In 1949, Romania's new Communist leaders took the decision, at the instigation of the Soviet Union, whose troops occupied the country, to build a 70km- (43 mile-) canal from the Danube at Cernavoda to the Black Sea, cutting more than 200km off the shipping route for goods on the Danube.  Up to 100,000 prisoners, around 80% of them Romania's newly dispossessed middle class, arrested for either opposing Communism or failing to support it, were sent to eight camps along the planned route. Equipped with only shovels and wheelbarrows, they started digging. By 1952, by Mr Cormos's own admission, they were dying - from overwork, malnutrition, disease and lack of medicine. The accusations against him concern in particular the punishment cell in the middle of the Columbia camp.  

 

"He sent detainees for 20 to 30 days of isolation in this cell. There they received just 100g (3.5oz) of bread and a mug of tea per day. Most were in leg irons," says Andrei Muraru, head of the IICCMER.

He lists names, and the conditions the men were in when they came out of the cell. Eight were in a coma. One man's feet fell off when his shoes were removed. Several men's legs had gone black with gangrene.

One of the guards allegedly poured water into the cell, turning the floor into solid ice.

The bodies of the dead were piled on a horse-drawn cart and taken to the town cemetery, on the hill overlooking the camp, where they were dumped in pits.

Mr Cormos does not deny the existence of such a punishment cell.

"They had them in all the camps," he says. But he insists that as a 25-year-old officer drafted there from police school, he was placed in an impossible position by his superiors.

"There were 2,500 to 3,000 prisoners in Columbia. They were very weak and sick after three years digging the canal."

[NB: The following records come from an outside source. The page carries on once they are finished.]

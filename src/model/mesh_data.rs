//! Flattened, render-ready mesh geometry

use log::debug;

use crate::{
    error::{AssetError, Result},
    parsing::parse_schema,
    schema::{
        object::{FACE_ARITY, FACE_MARKER},
        ObjectRecord, ObjectSchema, VertexLayout,
    },
};

/// A run of the index buffer drawn with one material.
#[derive(Debug, Clone, PartialEq, Eq)]
pub struct MaterialChunk {
    pub name: String,
    /// First index of the run inside `MeshData::face_indices`
    pub offset: u32,
    /// Number of indices in the run (three per face)
    pub count: u32,
}

/// Interleaved vertex buffer, 0-based index buffer and the material chunks
/// partitioning the index buffer, in the order the `usemtl` blocks appear.
#[derive(Debug, Clone, PartialEq)]
pub struct MeshData {
    layout: VertexLayout,
    vertices: Vec<f32>,
    face_indices: Vec<u32>,
    material_chunks: Vec<MaterialChunk>,
}

impl MeshData {
    /// Parses mesh text written with `layout` and flattens every object in it.
    pub fn parse(source: &str, layout: VertexLayout) -> Result<Self> {
        let objects = parse_schema(&ObjectSchema::new(layout), source)?;
        Self::from_objects(objects, layout)
    }

    /// Concatenates the vertices of all objects and the faces of all their
    /// material directives. Every directive gets its own chunk, even when
    /// the same material was used by an earlier one.
    pub fn from_objects(objects: Vec<ObjectRecord>, layout: VertexLayout) -> Result<Self> {
        let stride = layout.stride();
        let vertex_count: usize = objects.iter().map(|object| object.vertices.len()).sum();

        let mut vertices = Vec::with_capacity(vertex_count * stride);
        let mut face_indices = Vec::new();
        let mut material_chunks = Vec::new();

        for object in objects {
            for vertex in object.vertices {
                vertices.extend(vertex);
            }

            for directive in object.use_material_directives {
                let offset = face_indices.len();
                for face in &directive.faces {
                    for &index in face {
                        face_indices.push(to_zero_based(index, vertex_count, face)?);
                    }
                }

                material_chunks.push(MaterialChunk {
                    name: directive.id,
                    offset: offset as u32,
                    count: (directive.faces.len() * FACE_ARITY) as u32,
                });
            }
        }

        debug!(
            "Flattened mesh: {} vertices, {} faces, {} material chunk(s)",
            vertex_count,
            face_indices.len() / FACE_ARITY,
            material_chunks.len()
        );

        Ok(Self {
            layout,
            vertices,
            face_indices,
            material_chunks,
        })
    }

    pub fn layout(&self) -> VertexLayout {
        self.layout
    }

    /// Floats per vertex
    pub fn stride(&self) -> usize {
        self.layout.stride()
    }

    pub fn vertices(&self) -> &[f32] {
        &self.vertices
    }

    pub fn vertex_count(&self) -> usize {
        self.vertices.len() / self.stride()
    }

    pub fn face_indices(&self) -> &[u32] {
        &self.face_indices
    }

    pub fn material_chunks(&self) -> &[MaterialChunk] {
        &self.material_chunks
    }

    /// Position of vertex `index`
    pub fn position(&self, index: usize) -> [f32; 3] {
        let base = index * self.stride();
        [
            self.vertices[base],
            self.vertices[base + 1],
            self.vertices[base + 2],
        ]
    }
}

fn to_zero_based(index: u32, vertex_count: usize, face: &[u32; FACE_ARITY]) -> Result<u32> {
    let describe = || format!("{} {} {}", face[0], face[1], face[2]);

    let zero_based = index
        .checked_sub(1)
        .ok_or_else(|| AssetError::malformed(FACE_MARKER, "face indices are 1-based", &describe()))?;

    if zero_based as usize >= vertex_count {
        return Err(AssetError::malformed(
            FACE_MARKER,
            format!("index {index} exceeds the {vertex_count} vertices"),
            &describe(),
        ));
    }
    Ok(zero_based)
}

#[cfg(test)]
mod tests {
    use super::*;

    const TWO_MATERIALS: &str = "\
o Cube
v 0 0 0
v 1 0 0
v 0 1 0
v 1 1 0
usemtl A
f 1 2 3
f 2 4 3
usemtl B
f 1 2 4
usemtl A
f 3 2 1
";

    #[test]
    fn test_chunks_follow_directive_order_without_merging() {
        let mesh = MeshData::parse(TWO_MATERIALS, VertexLayout::Wavefront).unwrap();

        assert_eq!(
            mesh.material_chunks(),
            &[
                MaterialChunk { name: "A".into(), offset: 0, count: 6 },
                MaterialChunk { name: "B".into(), offset: 6, count: 3 },
                MaterialChunk { name: "A".into(), offset: 9, count: 3 },
            ]
        );
        assert_eq!(mesh.face_indices().len(), 12);
    }

    #[test]
    fn test_face_indices_become_zero_based() {
        let mesh = MeshData::parse(TWO_MATERIALS, VertexLayout::Wavefront).unwrap();
        assert_eq!(&mesh.face_indices()[..6], &[0, 1, 2, 1, 3, 2]);
        assert_eq!(mesh.vertex_count(), 4);
        assert_eq!(mesh.position(3), [1.0, 1.0, 0.0]);
    }

    #[test]
    fn test_objects_share_one_vertex_buffer() {
        let source = "\
o First
v 0 0 0
v 1 0 0
v 0 1 0
usemtl A
f 1 2 3
o Second
v 5 5 5
v 6 5 5
v 5 6 5
usemtl B
f 4 5 6
";
        let mesh = MeshData::parse(source, VertexLayout::Wavefront).unwrap();
        assert_eq!(mesh.vertex_count(), 6);
        assert_eq!(mesh.face_indices(), &[0, 1, 2, 3, 4, 5]);
        assert_eq!(mesh.material_chunks()[1].offset, 3);
    }

    #[test]
    fn test_zero_index_is_rejected() {
        let error = MeshData::parse("o A\nv 0 0 0\nusemtl M\nf 0 1 1\n", VertexLayout::Wavefront)
            .unwrap_err();
        assert!(matches!(error, AssetError::Malformed { ref marker, .. } if marker == "f"));
    }

    #[test]
    fn test_out_of_range_index_is_rejected() {
        let result = MeshData::parse("o A\nv 0 0 0\nusemtl M\nf 1 1 2\n", VertexLayout::Wavefront);
        assert!(result.is_err());
    }

    #[test]
    fn test_interleaved_layout_keeps_stride() {
        let source = "o A\nvpn 0 0 0 0 0 1\nvpn 1 0 0 0 0 1\nvpn 0 1 0 0 0 1\nusemtl M\nf 1 2 3\n";
        let mesh = MeshData::parse(source, VertexLayout::PositionNormal).unwrap();
        assert_eq!(mesh.stride(), 6);
        assert_eq!(mesh.vertices().len(), 18);
        assert_eq!(mesh.position(1), [1.0, 0.0, 0.0]);
    }

    #[test]
    fn test_empty_source_is_an_empty_mesh() {
        let mesh = MeshData::parse("", VertexLayout::Wavefront).unwrap();
        assert!(mesh.vertices().is_empty());
        assert!(mesh.material_chunks().is_empty());
    }
}
/// Depth attachment sized to the surface
pub struct DepthTexture {
    pub texture: wgpu::Texture,
    pub view: wgpu::TextureView,
}

impl DepthTexture {
    pub const FORMAT: wgpu::TextureFormat = wgpu::TextureFormat::Depth32Float;

    /// Creates a depth buffer with the same dimensions as the render surface.
    pub fn new(device: &wgpu::Device, config: &wgpu::SurfaceConfiguration, label: &str) -> Self {
        let texture = device.create_texture(&wgpu::TextureDescriptor {
            label: Some(label),
            size: wgpu::Extent3d {
                width: config.width.max(1),
                height: config.height.max(1),
                depth_or_array_layers: 1,
            },
            mip_level_count: 1,
            sample_count: 1,
            dimension: wgpu::TextureDimension::D2,
            format: Self::FORMAT,
            usage: wgpu::TextureUsages::RENDER_ATTACHMENT,
            view_formats: &[],
        });
        let view = texture.create_view(&wgpu::TextureViewDescriptor::default());

        Self { texture, view }
    }

    pub fn depth_stencil_state() -> wgpu::DepthStencilState {
        wgpu::DepthStencilState {
            format: Self::FORMAT,
            depth_write_enabled: true,
            depth_compare: wgpu::CompareFunction::Less,
            stencil: wgpu::StencilState::default(),
            bias: wgpu::DepthBiasState::default(),
        }
    }
}
use std::{fs, path::Path};

use log::info;

use super::{
    material_library::{MaterialDefinition, MaterialLibrary},
    mesh_data::{MaterialChunk, MeshData},
};
use crate::{
    error::{AssetError, Result},
    schema::VertexLayout,
};

/// Converted Rubik's cube geometry, embedded at compile time.
pub const RUBIKS_CUBE_OBJ: &str = include_str!("../../assets/rubiks_cube.cto.obj");
/// Materials referenced by [`RUBIKS_CUBE_OBJ`].
pub const RUBIKS_CUBE_MTL: &str = include_str!("../../assets/rubiks_cube.cto.mtl");

/// A decoded mesh together with the materials its chunks reference.
///
/// Construction checks every chunk against the library, so drawing never
/// has to handle a missing material.
#[derive(Debug, Clone, PartialEq)]
pub struct Model {
    mesh: MeshData,
    material_library: MaterialLibrary,
}

impl Model {
    pub fn new(mesh: MeshData, material_library: MaterialLibrary) -> Result<Self> {
        let model = Self {
            mesh,
            material_library,
        };
        model.validate()?;
        Ok(model)
    }

    /// Parses mesh and material text. The vertex layout is taken from the
    /// first vertex line and defaults to plain `v` lines.
    pub fn parse(mesh_source: &str, material_source: &str) -> Result<Self> {
        let layout = VertexLayout::detect(mesh_source).unwrap_or(VertexLayout::Wavefront);
        let mesh = MeshData::parse(mesh_source, layout)?;
        let material_library = MaterialLibrary::parse(material_source)?;
        Self::new(mesh, material_library)
    }

    /// The embedded cube.
    pub fn rubiks_cube() -> Result<Self> {
        Self::parse(RUBIKS_CUBE_OBJ, RUBIKS_CUBE_MTL)
    }

    /// Reads a converted mesh file and its material library from disk.
    pub fn load(mesh_path: &Path, material_path: &Path) -> Result<Self> {
        let mesh_source =
            fs::read_to_string(mesh_path).map_err(|e| AssetError::io(mesh_path, e))?;
        let material_source =
            fs::read_to_string(material_path).map_err(|e| AssetError::io(material_path, e))?;

        let model = Self::parse(&mesh_source, &material_source)?;
        info!(
            "Loaded {} ({} vertices, {} materials)",
            mesh_path.display(),
            model.mesh.vertex_count(),
            model.material_library.len()
        );
        Ok(model)
    }

    /// Resolves every material chunk against the library.
    pub fn validate(&self) -> Result<()> {
        self.chunk_materials().map(|_| ())
    }

    /// Each chunk paired with its material definition, in draw order.
    pub fn chunk_materials(&self) -> Result<Vec<(&MaterialChunk, &MaterialDefinition)>> {
        self.mesh
            .material_chunks()
            .iter()
            .map(|chunk| Ok((chunk, self.material_library.find(&chunk.name)?)))
            .collect()
    }

    pub fn mesh(&self) -> &MeshData {
        &self.mesh
    }

    pub fn material_library(&self) -> &MaterialLibrary {
        &self.material_library
    }
}

#[cfg(test)]
mod tests {
    use super::*;

    #[test]
    fn test_rubiks_cube_assets_decode() {
        let model = Model::rubiks_cube().unwrap();
        let mesh = model.mesh();

        assert_eq!(mesh.layout(), VertexLayout::PositionNormal);
        assert!(mesh.vertex_count() > 0);
        assert!(!mesh.material_chunks().is_empty());
        assert_eq!(mesh.face_indices().len() % 3, 0);

        let indexed: u32 = mesh.material_chunks().iter().map(|chunk| chunk.count).sum();
        assert_eq!(indexed as usize, mesh.face_indices().len());
    }

    #[test]
    fn test_unknown_chunk_material_fails_at_load() {
        let error = Model::parse("o A\nv 0 0 0\nusemtl Gold\nf 1 1 1\n", "newmtl Red\nKd 1 0 0\n")
            .unwrap_err();
        assert!(matches!(error, AssetError::MissingMaterial(ref name) if name == "Gold"));
    }

    #[test]
    fn test_load_from_disk() {
        let dir = tempfile::tempdir().unwrap();
        let mesh_path = dir.path().join("tri.cto.obj");
        let material_path = dir.path().join("tri.cto.mtl");
        fs::write(&mesh_path, "o Tri\nvp 0 0 0\nvp 1 0 0\nvp 0 1 0\nusemtl Red\nf 1 2 3").unwrap();
        fs::write(&material_path, "newmtl Red\nKd 1 0 0").unwrap();

        let model = Model::load(&mesh_path, &material_path).unwrap();
        assert_eq!(model.mesh().layout(), VertexLayout::Position);
        assert_eq!(model.chunk_materials().unwrap()[0].1.name, "Red");
    }

    #[test]
    fn test_load_missing_file_is_io_error() {
        let dir = tempfile::tempdir().unwrap();
        let error = Model::load(&dir.path().join("nope.obj"), &dir.path().join("nope.mtl"))
            .unwrap_err();
        assert!(matches!(error, AssetError::Io { .. }));
    }
}
//! Decoded records and their conversion into typed schema results

use crate::error::{AssetError, Result};

/// One decoded rule instance.
#[derive(Debug, Clone, PartialEq)]
pub enum Record {
    Floats(Vec<f32>),
    Unsigned(Vec<u32>),
    Structure(Structure),
}

/// A structural record: the identifier from its introducing line and one
/// record list per child rule, in rule declaration order.
#[derive(Debug, Clone, PartialEq)]
pub struct Structure {
    pub marker: String,
    pub id: String,
    pub children: Vec<Vec<Record>>,
}

impl Structure {
    /// Takes the records of child `index` and converts each one.
    pub fn take_child<T: FromRecord>(&mut self, index: usize) -> Result<Vec<T>> {
        if index >= self.children.len() {
            return Err(AssetError::malformed(
                &self.marker,
                format!("rule has no child #{index}"),
                &self.id,
            ));
        }

        std::mem::take(&mut self.children[index])
            .into_iter()
            .map(T::from_record)
            .collect()
    }
}

impl Record {
    fn describe(&self) -> &'static str {
        match self {
            Record::Floats(_) => "float values",
            Record::Unsigned(_) => "unsigned values",
            Record::Structure(_) => "a structure",
        }
    }

    fn mismatch(&self, expected: &str) -> AssetError {
        let marker = match self {
            Record::Structure(structure) => structure.marker.as_str(),
            _ => "",
        };
        AssetError::malformed(
            marker,
            format!("expected {expected}, found {}", self.describe()),
            "",
        )
    }
}

/// Builds a typed value from a decoded record; this is the result
/// constructor of a schema rule.
pub trait FromRecord: Sized {
    fn from_record(record: Record) -> Result<Self>;
}

impl FromRecord for Record {
    fn from_record(record: Record) -> Result<Self> {
        Ok(record)
    }
}

impl FromRecord for Vec<f32> {
    fn from_record(record: Record) -> Result<Self> {
        match record {
            Record::Floats(values) => Ok(values),
            other => Err(other.mismatch("float values")),
        }
    }
}

impl<const N: usize> FromRecord for [f32; N] {
    fn from_record(record: Record) -> Result<Self> {
        let values = Vec::<f32>::from_record(record)?;
        let found = values.len();
        values
            .try_into()
            .map_err(|_| AssetError::malformed("", format!("expected {N} floats, found {found}"), ""))
    }
}

impl<const N: usize> FromRecord for [u32; N] {
    fn from_record(record: Record) -> Result<Self> {
        match record {
            Record::Unsigned(values) => {
                let found = values.len();
                values.try_into().map_err(|_| {
                    AssetError::malformed("", format!("expected {N} indices, found {found}"), "")
                })
            }
            other => Err(other.mismatch("unsigned values")),
        }
    }
}

impl FromRecord for Structure {
    fn from_record(record: Record) -> Result<Self> {
        match record {
            Record::Structure(structure) => Ok(structure),
            other => Err(other.mismatch("a structure")),
        }
    }
}

#[cfg(test)]
mod tests {
    use super::*;

    #[test]
    fn test_fixed_arrays_from_leaf_records() {
        let position = <[f32; 3]>::from_record(Record::Floats(vec![1.0, 2.0, 3.0])).unwrap();
        assert_eq!(position, [1.0, 2.0, 3.0]);

        let face = <[u32; 3]>::from_record(Record::Unsigned(vec![1, 2, 3])).unwrap();
        assert_eq!(face, [1, 2, 3]);
    }

    #[test]
    fn test_wrong_width_is_rejected() {
        assert!(<[f32; 3]>::from_record(Record::Floats(vec![1.0, 2.0])).is_err());
    }

    #[test]
    fn test_wrong_kind_is_rejected() {
        assert!(<[u32; 3]>::from_record(Record::Floats(vec![1.0, 2.0, 3.0])).is_err());
        assert!(Structure::from_record(Record::Unsigned(vec![1])).is_err());
    }

    #[test]
    fn test_take_child_out_of_range() {
        let mut structure = Structure {
            marker: "o".to_string(),
            id: "Cube".to_string(),
            children: vec![vec![]],
        };
        assert!(structure.take_child::<Vec<f32>>(0).unwrap().is_empty());
        assert!(structure.take_child::<Vec<f32>>(1).is_err());
    }
}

He also claims that he disobeyed an order from the then Romanian Interior Minister, Pavel Stefan, to "cure the sick with work".

That sentence meant - Mr Cormos says - "to let them die as quickly as possible".

Other Communist leaders of that era spoke proudly of the Danube-Black Sea Canal as "the grave of the Romanian bourgeoisie".

De-Stalinisation

"As commander of a camp, you could choose the degree of cruelty. There was no written instruction. Commanders… did what they wanted with the prisoners," says Mr Muraru.

A peculiarity of the investigation of Mr Cormos is that he has already served four years in prison, for his role at the camp.

In March 1953 Stalin died in the Soviet Union, and a thaw set in immediately throughout the Communist bloc of countries in eastern Europe.

Mr Cormos was put on trial and found guilty of "terror", and sent to another notorious Romanian prison, in Jilava.

"It was a show trial. But the colonel who appointed me to the job spoke out in my defence: 'If Cormos is arrested, all the prison officers along the whole canal should be arrested'."

In 1957 he was released and pardoned, and given a new job as deputy head of the prison in Cluj.

The IICCMER was set up in Romania in 2006.

Last year it announced that it had drawn up a list of 35 former prison camp commanders and deputy commanders who are still alive - aged 81-99.

There are some 53,000 people still alive who suffered either imprisonment, deportation or other serious punishments in the Communist era.

They receive on average 100 euros (£83; $137) a month from the Romanian state as compensation.

Two ex-commanders were charged last year with genocide: Alexander Visinescu, who headed the prison in Ramnicu Serat, and Ioan Ficior, ex-commander of the notorious Periprava prison camp in the Danube delta. Both pleaded not guilty.

In Mr Cormos' case, the prosecutor is expected to decide within a month whether to lay charges.

"I will not live long enough to appear in court," Mr Cormos told me as I left his room.

A suddenly very lonely old man, resting his head in his hands.